mod common;

use std::sync::Arc;

use common::{stub_driver, Harness};
use pagescout::events::{CorrelationId, EventType};
use pagescout::snapshot::{GatingRule, GatingTable, SnapshotError, SnapshotManager};
use sha2::{Digest, Sha256};

fn manager_for(harness: &Harness, dir: &tempfile::TempDir) -> SnapshotManager {
    SnapshotManager::new(
        dir.path(),
        GatingTable::default(),
        Arc::clone(&harness.scheduler),
        harness.events.clone(),
    )
}

#[tokio::test]
async fn capture_persists_manifest_before_returning() {
    let harness = Harness::new();
    let dir = tempfile::tempdir().expect("snapshots dir");
    let snapshots = manager_for(&harness, &dir);
    let mut captured = harness
        .events
        .subscribe_to(&[EventType::SnapshotCaptured, EventType::SnapshotPersisted]);
    let (session_id, ctx) = harness.context_on("search_results_stub").await;

    let manifest = snapshots
        .capture(&ctx, "search_results")
        .await
        .expect("capture");

    // Entitled to read the manifest path immediately after return.
    let manifest_path = snapshots.manifest_path(&manifest.snapshot_id);
    let on_disk = std::fs::read(&manifest_path).expect("manifest present");
    let parsed: serde_json::Value = serde_json::from_slice(&on_disk).expect("manifest parses");
    assert_eq!(parsed["snapshot_id"], manifest.snapshot_id.as_str());
    assert_eq!(parsed["schema_version"], 1);

    // Id grammar: page name, then the session prefix.
    assert!(manifest.snapshot_id.starts_with("search_results_"));
    let session_hex = session_id.simple().to_string();
    assert!(manifest.snapshot_id.contains(&session_hex[..8]));
    assert_eq!(manifest.page_name, "search_results");

    // Checksum matches the stored bytes.
    let html = std::fs::read(&manifest.html_path).expect("html present");
    assert_eq!(hex::encode(Sha256::digest(&html)), manifest.checksum);
    assert_eq!(manifest.html_bytes, html.len() as u64);

    // Screenshot recorded and present.
    let shot = manifest.screenshot_path.as_ref().expect("screenshot path");
    assert!(shot.exists());

    assert_eq!(
        captured.try_recv().expect("recv").expect("event").event_type,
        EventType::SnapshotCaptured
    );
    assert_eq!(
        captured.try_recv().expect("recv").expect("event").event_type,
        EventType::SnapshotPersisted
    );
}

#[tokio::test]
async fn replay_round_trips_and_detects_tampering() {
    let harness = Harness::new();
    let dir = tempfile::tempdir().expect("snapshots dir");
    let snapshots = manager_for(&harness, &dir);
    let (_sid, ctx) = harness.context_on("article_stub").await;

    let manifest = snapshots.capture(&ctx, "article").await.expect("capture");
    let manifest_path = snapshots.manifest_path(&manifest.snapshot_id);
    let correlation = CorrelationId::root();

    let (html, replayed) = snapshots
        .replay(&manifest_path, &correlation)
        .await
        .expect("replay");
    assert!(html.contains("firstHeading"));
    assert_eq!(replayed.snapshot_id, manifest.snapshot_id);

    // Flip a byte in the stored HTML; replay must fail integrity.
    std::fs::write(&manifest.html_path, html.replace("Alpha", "Beta")).expect("tamper");
    let err = snapshots
        .replay(&manifest_path, &correlation)
        .await
        .expect_err("tampered");
    assert!(matches!(err, SnapshotError::Integrity { .. }));

    let report = snapshots
        .verify(&manifest_path, &correlation)
        .await
        .expect("verify");
    assert!(report.manifest_present && report.manifest_parses && report.html_present);
    assert!(!report.checksum_matches);
    assert!(!report.passed());
}

#[tokio::test]
async fn missing_manifest_keeps_the_callers_correlation_id() {
    let harness = Harness::new();
    let dir = tempfile::tempdir().expect("snapshots dir");
    let snapshots = manager_for(&harness, &dir);
    let correlation = CorrelationId::from_string("c-replayer.7");

    let missing = dir.path().join("never_captured.json");
    let err = snapshots
        .replay(&missing, &correlation)
        .await
        .expect_err("missing");
    match err {
        SnapshotError::ManifestMissing {
            path,
            correlation_id,
        } => {
            assert_eq!(path, missing);
            assert_eq!(correlation_id, correlation);
        }
        other => panic!("expected ManifestMissing, got {other:?}"),
    }
    // No side effects on disk.
    assert!(!missing.exists());
}

#[tokio::test]
async fn crashed_driver_leaves_no_partial_files() {
    let harness = Harness::new();
    let dir = tempfile::tempdir().expect("snapshots dir");
    let snapshots = manager_for(&harness, &dir);
    let (_sid, ctx) = harness.context_on("search_stub").await;

    stub_driver(&ctx).set_crashed(true);
    let err = snapshots
        .capture(&ctx, "search_results")
        .await
        .expect_err("crashed");
    assert!(matches!(
        err,
        SnapshotError::Driver(pagescout::DriverError::Crashed(_))
    ));

    let leftovers: Vec<_> = std::fs::read_dir(dir.path())
        .expect("read dir")
        .flatten()
        .collect();
    assert!(
        leftovers.is_empty(),
        "no files should exist after a failed capture: {leftovers:?}"
    );
}

#[tokio::test]
async fn screenshot_failure_does_not_fail_the_capture() {
    let harness = Harness::new();
    let dir = tempfile::tempdir().expect("snapshots dir");
    let snapshots = manager_for(&harness, &dir);
    let (_sid, ctx) = harness.context_on("search_stub").await;

    stub_driver(&ctx).set_fail_screenshots(true);
    let manifest = snapshots.capture(&ctx, "search").await.expect("capture");
    assert!(manifest.screenshot_path.is_none());
    assert!(manifest.screenshot_bytes.is_none());
    assert!(manifest.timings.screenshot_ms.is_none());

    let report = snapshots
        .verify(
            &snapshots.manifest_path(&manifest.snapshot_id),
            &CorrelationId::root(),
        )
        .await
        .expect("verify");
    assert!(report.passed());
}

#[tokio::test]
async fn same_session_captures_get_distinct_monotonic_ids() {
    let harness = Harness::new();
    let dir = tempfile::tempdir().expect("snapshots dir");
    let snapshots = manager_for(&harness, &dir);
    let (_sid, ctx) = harness.context_on("search_stub").await;

    let first = snapshots.capture(&ctx, "page").await.expect("first");
    let second = snapshots.capture(&ctx, "page").await.expect("second");
    assert_ne!(first.snapshot_id, second.snapshot_id);
    assert!(second.captured_at > first.captured_at);
}

#[tokio::test]
async fn invalid_page_names_are_rejected_up_front() {
    let harness = Harness::new();
    let dir = tempfile::tempdir().expect("snapshots dir");
    let snapshots = manager_for(&harness, &dir);
    let (_sid, ctx) = harness.context_on("search_stub").await;

    for bad in ["Search", "search results", "a/b", ""] {
        assert!(matches!(
            snapshots.capture(&ctx, bad).await,
            Err(SnapshotError::InvalidPageName(_))
        ));
    }
}

#[tokio::test]
async fn gated_page_types_wait_on_their_readiness_selector() {
    let harness = Harness::new();
    let _selectors = harness.load_selectors(&[(
        "match.json",
        r#"{
            "context": "match",
            "selectors": {
                "header": {
                    "strategies": [
                        { "kind": "css", "selector": ".match-header", "priority": 0, "weight": 1.0 }
                    ]
                }
            }
        }"#,
    )]);
    let dir = tempfile::tempdir().expect("snapshots dir");
    let gating = GatingTable::new(vec![GatingRule {
        pattern: "match_detail".into(),
        readiness_semantic_name: "match.header".into(),
        timeout_ms: 1000,
    }]);
    let snapshots = SnapshotManager::new(
        dir.path(),
        gating,
        Arc::clone(&harness.scheduler),
        harness.events.clone(),
    )
    .with_engine(Arc::clone(&harness.engine));
    let (_sid, ctx) = harness.context_on("match_stub").await;

    // The readiness selector resolves, so the gated capture proceeds.
    let manifest = snapshots
        .capture(&ctx, "match_detail")
        .await
        .expect("gated capture");
    assert_eq!(manifest.page_name, "match_detail");

    // Ungated page names skip the wait entirely even with no engine match.
    let manifest = snapshots
        .capture(&ctx, "other_page")
        .await
        .expect("ungated capture");
    assert_eq!(manifest.page_name, "other_page");
}
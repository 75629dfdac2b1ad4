//! Semantic selector resolution engine
//!
//! Resolves abstract selector names (`match.header.home_team`) to concrete
//! element handles by trying a descriptor's strategies in priority order,
//! scoring every candidate, validating the winner, and reporting the full
//! attempt trail either way. Driver failures never abort a resolution on
//! their own; they become attempt records and the next strategy runs.

pub mod cache;
pub mod interaction;
pub mod scoring;
pub mod telemetry;
pub mod types;
pub mod validation;

use std::sync::Arc;
use std::time::{Duration, Instant};

use serde_json::json;
use tracing::{debug, warn};

use crate::driver::{DomDriver, DriverError, ElementHandle};
use crate::events::{Event, EventBus, EventType, Severity};
use crate::selector_store::schema::{SelectorDescriptor, Strategy, StrategySpec};
use crate::selector_store::SelectorStore;
use crate::session::context::TabContext;

use cache::CachedResolution;
use scoring::CandidateSignals;

pub use interaction::InteractionOutcome;
pub use telemetry::{SelectorStatsSnapshot, SelectorTelemetry};
pub use types::{
    AttemptRecord, AttemptStatus, InteractionAction, ResolutionResult, ResolveError,
    ResolveOptions,
};

/// Hard ceiling on the per-attempt driver timeout.
const ATTEMPT_TIMEOUT_CAP: Duration = Duration::from_millis(2000);
/// Exponential backoff between retry rounds.
const BACKOFF_BASE: Duration = Duration::from_millis(100);
const BACKOFF_CAP: Duration = Duration::from_millis(2000);
/// How many candidates of one strategy are scored before picking.
const MAX_SCORED_CANDIDATES: usize = 8;

/// The resolution engine. Cheap to share; holds no per-call state.
pub struct SelectorEngine {
    store: Arc<SelectorStore>,
    events: EventBus,
    telemetry: Arc<SelectorTelemetry>,
}

impl SelectorEngine {
    #[must_use]
    pub fn new(store: Arc<SelectorStore>, events: EventBus) -> Self {
        Self {
            store,
            events,
            telemetry: Arc::new(SelectorTelemetry::new()),
        }
    }

    #[must_use]
    pub fn telemetry(&self) -> &SelectorTelemetry {
        &self.telemetry
    }

    pub(crate) fn events_handle(&self) -> &EventBus {
        &self.events
    }

    /// Resolve a semantic selector against a tab context.
    ///
    /// Exhaustion returns `Ok` with an empty handle and the complete attempt
    /// list; only unknown names, navigation races, and cancellation are
    /// errors.
    pub async fn resolve(
        &self,
        ctx: &TabContext,
        semantic_name: &str,
        options: &ResolveOptions,
    ) -> Result<ResolutionResult, ResolveError> {
        let started = Instant::now();
        let correlation = ctx.correlation().child();
        let descriptor = self
            .store
            .get(semantic_name, options.scope.as_deref())
            .ok_or_else(|| ResolveError::UnknownSelector(semantic_name.to_string()))?;

        let start_generation = ctx.dom_generation();

        if !options.bypass_cache
            && let Some(hit) = self.try_cache(ctx, &descriptor, start_generation).await
        {
            let result = ResolutionResult {
                semantic_name: descriptor.semantic_name.clone(),
                element_handle: Some(hit.handle),
                strategy_used: Some(hit.strategy_used.clone()),
                strategy_index: Some(hit.strategy_index),
                confidence: hit.confidence,
                attempts: Vec::new(),
                duration_ms: started.elapsed().as_millis() as u64,
                correlation_id: correlation,
                cache_hit: true,
                fallback_used: hit.strategy_index > 0,
                dom_generation: start_generation,
            };
            self.finish(ctx, &descriptor, &result);
            return Ok(result);
        }

        let mut attempts: Vec<AttemptRecord> = Vec::new();
        let attempt_timeout = descriptor.timeout.min(ATTEMPT_TIMEOUT_CAP);

        for round in 0..=descriptor.retry_count {
            if ctx.dom_generation() != start_generation {
                return Err(ResolveError::ContextInvalidated);
            }
            if round > 0 {
                let backoff = backoff_for(round);
                debug!(
                    selector = %descriptor.semantic_name,
                    round,
                    backoff_ms = backoff.as_millis() as u64,
                    "resolution retrying after backoff"
                );
                tokio::time::sleep(backoff).await;
                if ctx.dom_generation() != start_generation {
                    return Err(ResolveError::ContextInvalidated);
                }
            }

            for (index, strategy) in descriptor.strategies.iter().enumerate() {
                if let Some(cancel) = &options.cancel
                    && cancel.is_cancelled()
                {
                    return Err(ResolveError::Canceled);
                }

                let outcome = self
                    .try_strategy(ctx, &descriptor, strategy, attempt_timeout)
                    .await;
                attempts.push(outcome.record);

                let Some((handle, confidence)) = outcome.winner else {
                    continue;
                };

                if confidence >= descriptor.confidence_threshold {
                    if ctx.dom_generation() != start_generation {
                        let _ = ctx.driver().dispose(handle).await;
                        return Err(ResolveError::ContextInvalidated);
                    }
                    let result = ResolutionResult {
                        semantic_name: descriptor.semantic_name.clone(),
                        element_handle: Some(handle),
                        strategy_used: Some(strategy.spec.kind().to_string()),
                        strategy_index: Some(index),
                        confidence,
                        attempts,
                        duration_ms: started.elapsed().as_millis() as u64,
                        correlation_id: correlation,
                        cache_hit: false,
                        fallback_used: index > 0,
                        dom_generation: start_generation,
                    };
                    ctx.cache().put(
                        &descriptor.semantic_name,
                        CachedResolution {
                            handle,
                            strategy_used: strategy.spec.kind().to_string(),
                            strategy_index: index,
                            confidence,
                            dom_generation: start_generation,
                        },
                    );
                    self.finish(ctx, &descriptor, &result);
                    return Ok(result);
                }

                // Below threshold: not good enough, release and move on.
                let _ = ctx.driver().dispose(handle).await;
            }
        }

        let result = ResolutionResult {
            semantic_name: descriptor.semantic_name.clone(),
            element_handle: None,
            strategy_used: None,
            strategy_index: None,
            confidence: 0.0,
            attempts,
            duration_ms: started.elapsed().as_millis() as u64,
            correlation_id: correlation,
            cache_hit: false,
            fallback_used: false,
            dom_generation: start_generation,
        };
        self.finish(ctx, &descriptor, &result);
        Ok(result)
    }

    async fn try_cache(
        &self,
        ctx: &TabContext,
        descriptor: &SelectorDescriptor,
        generation: u64,
    ) -> Option<CachedResolution> {
        let hit = ctx.cache().get(&descriptor.semantic_name, generation)?;
        match ctx.driver().is_visible(hit.handle).await {
            Ok(true) => Some(hit),
            _ => {
                ctx.cache().invalidate(&descriptor.semantic_name);
                None
            }
        }
    }

    /// Run one strategy and pick its best candidate.
    async fn try_strategy(
        &self,
        ctx: &TabContext,
        descriptor: &SelectorDescriptor,
        strategy: &Strategy,
        attempt_timeout: Duration,
    ) -> StrategyOutcome {
        let kind = strategy.spec.kind();
        let t0 = Instant::now();

        let queried =
            tokio::time::timeout(attempt_timeout, ctx.driver().query_all(&strategy.spec)).await;

        let handles = match queried {
            Err(_) => {
                return StrategyOutcome::miss(kind, AttemptStatus::Timeout, None, t0);
            }
            Ok(Err(e)) => {
                let status = match &e {
                    DriverError::Timeout(_) => AttemptStatus::Timeout,
                    DriverError::NotFound => AttemptStatus::NoMatch,
                    _ => AttemptStatus::Error,
                };
                return StrategyOutcome::miss(kind, status, Some(e.to_string()), t0);
            }
            Ok(Ok(handles)) => handles,
        };

        if handles.is_empty() {
            return StrategyOutcome::miss(kind, AttemptStatus::NoMatch, None, t0);
        }

        let match_count = handles.len();
        let mut best: Option<(ElementHandle, f64)> = None;
        for (i, handle) in handles.iter().copied().enumerate() {
            if i >= MAX_SCORED_CANDIDATES {
                break;
            }
            let confidence = self
                .score_candidate(ctx.driver(), descriptor, strategy, handle, match_count)
                .await;
            let better = match best {
                Some((_, current)) => confidence > current,
                None => confidence > 0.0,
            };
            if better {
                best = Some((handle, confidence));
            }
        }

        // Release everything but the winner.
        for handle in handles {
            if best.map(|(winner, _)| winner) != Some(handle) {
                let _ = ctx.driver().dispose(handle).await;
            }
        }

        StrategyOutcome {
            record: AttemptRecord {
                strategy_kind: kind.to_string(),
                status: AttemptStatus::Matched,
                error: None,
                duration_ms: t0.elapsed().as_millis() as u64,
            },
            winner: best,
        }
    }

    async fn score_candidate(
        &self,
        driver: &Arc<dyn DomDriver>,
        descriptor: &SelectorDescriptor,
        strategy: &Strategy,
        handle: ElementHandle,
        match_count: usize,
    ) -> f64 {
        let visible = driver.is_visible(handle).await.unwrap_or(false);

        let text = match driver.inner_text(handle).await {
            Ok(text) if !text.trim().is_empty() => text,
            _ => driver
                .attribute(handle, "value")
                .await
                .ok()
                .flatten()
                .unwrap_or_default(),
        };

        let text_similarity = match &strategy.spec {
            StrategySpec::TextAnchor { text: wanted, .. } => {
                Some(crate::driver::kernel::text_similarity(&text, wanted))
            }
            StrategySpec::Role {
                name: Some(wanted), ..
            } => {
                let label = driver
                    .attribute(handle, "aria-label")
                    .await
                    .ok()
                    .flatten()
                    .unwrap_or_else(|| text.clone());
                Some(crate::driver::kernel::text_similarity(&label, wanted))
            }
            _ => None,
        };

        let validation_passed = descriptor
            .validation
            .as_ref()
            .map(|rules| validation::validate_text(&text, rules));

        scoring::score(CandidateSignals {
            weight: strategy.weight,
            match_count,
            visible,
            validation_passed,
            text_similarity,
        })
    }

    /// Emit the completion event and update telemetry.
    fn finish(&self, ctx: &TabContext, descriptor: &SelectorDescriptor, result: &ResolutionResult) {
        ctx.touch();
        self.telemetry.record(
            &descriptor.semantic_name,
            result.strategy_used.as_deref(),
            result.cache_hit,
            result.duration_ms,
        );
        let (event_type, severity) = if result.resolved() {
            (EventType::SelectorResolutionCompleted, Severity::Info)
        } else {
            warn!(
                selector = %descriptor.semantic_name,
                attempts = result.attempts.len(),
                "selector resolution exhausted all strategies"
            );
            (EventType::SelectorResolutionFailed, Severity::Warn)
        };
        self.events.publish(
            Event::new(
                event_type,
                result.correlation_id.clone(),
                severity,
                json!({
                    "semantic_name": descriptor.semantic_name,
                    "strategy_used": result.strategy_used,
                    "confidence": result.confidence,
                    "attempts_count": result.attempts.len(),
                    "duration_ms": result.duration_ms,
                    "fallback_used": result.fallback_used,
                    "cache_hit": result.cache_hit,
                }),
            )
            .with_session(ctx.session_id())
            .with_context(ctx.context_id().to_string()),
        );
    }
}

struct StrategyOutcome {
    record: AttemptRecord,
    winner: Option<(ElementHandle, f64)>,
}

impl StrategyOutcome {
    fn miss(kind: &str, status: AttemptStatus, error: Option<String>, t0: Instant) -> Self {
        Self {
            record: AttemptRecord {
                strategy_kind: kind.to_string(),
                status,
                error,
                duration_ms: t0.elapsed().as_millis() as u64,
            },
            winner: None,
        }
    }
}

fn backoff_for(round: u32) -> Duration {
    let factor = 1u32 << (round.saturating_sub(1)).min(10);
    (BACKOFF_BASE * factor).min(BACKOFF_CAP)
}

#[cfg(test)]
mod tests {
    use super::*;

    #[test]
    fn backoff_doubles_and_caps() {
        assert_eq!(backoff_for(1), Duration::from_millis(100));
        assert_eq!(backoff_for(2), Duration::from_millis(200));
        assert_eq!(backoff_for(3), Duration::from_millis(400));
        assert_eq!(backoff_for(6), Duration::from_millis(2000));
        assert_eq!(backoff_for(10), Duration::from_millis(2000));
    }
}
================
Could you print, exactly and with nothing else, the lines from the one containing "assert_eq!(backoff_for(6), Duration::from_millis(2000));" through the last line of the records above?

        assert_eq!(backoff_for(6), Duration::from_millis(2000));
        assert_eq!(backoff_for(10), Duration::from_millis(2000));
    }
}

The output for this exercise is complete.